Especialistas da FEBRASGO discutem terapia hormonal durante o congresso SOGESP
19 ago. de 2026
“Atenção primária à saúde e ciclos de vida: transição para menopausa e pós-menopausa”, “Contracepção na Vida Real: adesão, emagrecimento, pele e sexualidade na era da mulher multifacetada”, “Probióticos” e “Terapia Hormonal e Risco cardiovascular” são algumas das aulas que os membros da diretoria da FEBRASGO darão durante o 31º Congresso SOGESP, que acontece de 20 a 22 de agosto de 2026, no Transamerica Expo Center, em São Paulo.
Serão três dias dedicados a atualização científica e troca de experiências entre especialistas de todo o país. “Preparamos uma programação que dialoga com os desafios reais do consultório, das questões mais recorrentes da nossa especialidade às discussões mais atuais, sempre com a proposta de aproximar quem está na ponta do atendimento das novidades da nossa área”, avalia a Dra. Maria Rita de Souza Mesquita, membro da Comissão Nacional Especializada em Hipertensão na Gestação da FEBRASGO e presidente da SOGESP.
“O Congresso SOGESP é um dos grandes eventos de nossa especialidade no Brasil e a programação científica está muito em linha com o que a FEBRASGO tem priorizado como temas relevantes para a prática da especialidade. É de grande importância debater sobre a Autonomia profissional, Responsabilidade médica e Segurança obstétrica, frente aos desafios da Obstetrícia brasileira diante das propostas legislativas no nosso país”, pontua a Dra. Roseli Nomura, diretora administrativa da FEBRASGO.

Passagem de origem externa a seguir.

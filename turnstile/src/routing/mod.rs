pub mod access_log;
pub mod context;
pub mod controller;
pub mod cors;
pub mod descriptor;
pub mod dispatcher;
pub mod middleware;
pub mod pattern;
pub mod registry;
pub mod reply;

pub use access_log::{AccessLogger, TracingAccessLogger};
pub use context::RequestContext;
pub use controller::{handler_fn, Controller};
pub use cors::CorsPolicy;
pub use descriptor::{RouteDescriptor, RouteInfo};
pub use dispatcher::Dispatcher;
pub use middleware::AuthGate;
pub use registry::RouteRegistry;
pub use reply::Reply;
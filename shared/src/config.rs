use std::time::Duration;
use tracing::warn;

pub struct Config {
    pub host: String,
    pub http_port: u16,
    pub data_dir: String,
    pub admin_username: String,
    pub admin_password: String,
    pub allowed_origins: Vec<String>,
    pub session_ttl: Duration,
    pub max_sessions: Option<u64>,
    pub store_pool_size: usize,
    pub store_acquire_timeout: Duration,
}

impl Config {
    const DEFAULT_HOST: &str = "0.0.0.0";
    const DEFAULT_HTTP_PORT: u16 = 8080;
    const DEFAULT_ADMIN_USERNAME: &str = "admin";
    const DEFAULT_ADMIN_PASSWORD: &str = "admin123";
    const DEFAULT_DATA_DIR: &str = "./data";
    const DEFAULT_SESSION_TTL_SECS: u64 = 3600;
    const DEFAULT_STORE_POOL_SIZE: usize = 32;
    const DEFAULT_STORE_ACQUIRE_TIMEOUT_MS: u64 = 500;

    pub fn from_env() -> Self {
        Self::from_lookup(|key| std::env::var(key).ok())
    }

    /// Build a config from an arbitrary variable source (env, tests, ...)
    pub fn from_lookup<F>(lookup: F) -> Self
    where
        F: Fn(&str) -> Option<String>,
    {
        let parsed = |key: &str, default: u64| {
            lookup(key)
                .and_then(|v| v.trim().parse::<u64>().ok())
                .unwrap_or(default)
        };

        Self {
            host: lookup("TURNSTILE_HOST").unwrap_or_else(|| Self::DEFAULT_HOST.to_string()),
            http_port: lookup("TURNSTILE_HTTP_PORT")
                .and_then(|v| v.trim().parse::<u16>().ok())
                .unwrap_or(Self::DEFAULT_HTTP_PORT),
            data_dir: lookup("TURNSTILE_DATA_DIR")
                .unwrap_or_else(|| Self::DEFAULT_DATA_DIR.to_string()),
            admin_username: lookup("TURNSTILE_ADMIN_USERNAME")
                .unwrap_or_else(|| Self::DEFAULT_ADMIN_USERNAME.to_string()),
            admin_password: lookup("TURNSTILE_ADMIN_PASSWORD").unwrap_or_else(|| {
                warn!("TURNSTILE_ADMIN_PASSWORD not set, using default password 'admin123'");
                warn!("Please change the default admin password immediately!");
                Self::DEFAULT_ADMIN_PASSWORD.to_string()
            }),
            allowed_origins: lookup("TURNSTILE_ALLOWED_ORIGINS")
                .unwrap_or_else(|| "*".to_string())
                .split(',')
                .map(|s| s.trim().to_string())
                .filter(|s| !s.is_empty())
                .collect(),
            session_ttl: Duration::from_secs(parsed(
                "TURNSTILE_SESSION_TTL_SECS",
                Self::DEFAULT_SESSION_TTL_SECS,
            )),
            max_sessions: lookup("TURNSTILE_MAX_SESSIONS").and_then(|v| v.trim().parse().ok()),
            store_pool_size: (parsed(
                "TURNSTILE_STORE_POOL_SIZE",
                Self::DEFAULT_STORE_POOL_SIZE as u64,
            ) as usize)
                .max(1),
            store_acquire_timeout: Duration::from_millis(parsed(
                "TURNSTILE_STORE_ACQUIRE_TIMEOUT_MS",
                Self::DEFAULT_STORE_ACQUIRE_TIMEOUT_MS,
            )),
        }
    }

    pub fn bind_address(&self) -> String {
        format!("{}:{}", self.host, self.http_port)
    }
}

Terapia Hormonal e Risco cardiovascular – uma das aulas da programação será sobre terapia de reposição hormonal e saúde cardiovascular, com o Dr. Marcelo Steiner, ginecologista e membro da diretoria da FEBRASGO. Ele conta que a terapia de reposição hormonal pode trazer benefícios para mulheres no climatério e na menopausa, mas sua indicação deve ser precedida de avaliação cuidadosa do risco cardiovascular. O rastreamento é uma etapa fundamental na consulta ginecológica e ajuda a definir quais pacientes podem utilizar a terapia com segurança e qual via de administração é mais adequada para cada caso.
“Mulheres consideradas de baixo risco cardiovascular podem, em geral, fazer terapia de reposição hormonal por diferentes vias, de acordo com a avaliação médica individualizada. Já aquelas com antecedentes familiares, fatores de risco pessoais ou alterações em exames precisam passar por estratificação mais detalhada antes da definição da conduta”, conta o ginecologista.
Segundo ele, nesses casos, a via transdérmica pode ser preferível à via oral, pois evita a passagem hepática e pode estar associada a menor risco de eventos tromboembólicos, além de reduzir a possibilidade de aumento de gatilhos inflamatórios ou de pressão arterial.
Para mulheres com risco cardiovascular importante ou presença de placas de gordura nos vasos, a recomendação é discutir cuidadosamente o caso, preferencialmente em conjunto com o cardiologista. Nessas situações, a reposição hormonal deve ser considerada apenas em circunstâncias específicas, sempre com decisão compartilhada e avaliação rigorosa dos riscos e benefícios.
Para Dr. Steiner, a mensagem central é que a terapia hormonal não deve ser indicada de forma automática. O cuidado deve considerar histórico clínico, exames, fatores de risco e o perfil cardiovascular de cada mulher, garantindo uma abordagem mais segura e personalizada.
A parte prática do Congresso segue como um dos pontos altos da programação, com estações hands-on voltadas à Obstetrícia e à Ginecologia. A ideia é que o participante saia de cada atividade com repertório aplicável ao dia a dia do consultório, tanto de temas consolidados até as discussões mais recentes da especialidade, como o uso crescente de inteligência artificial na prática clínica.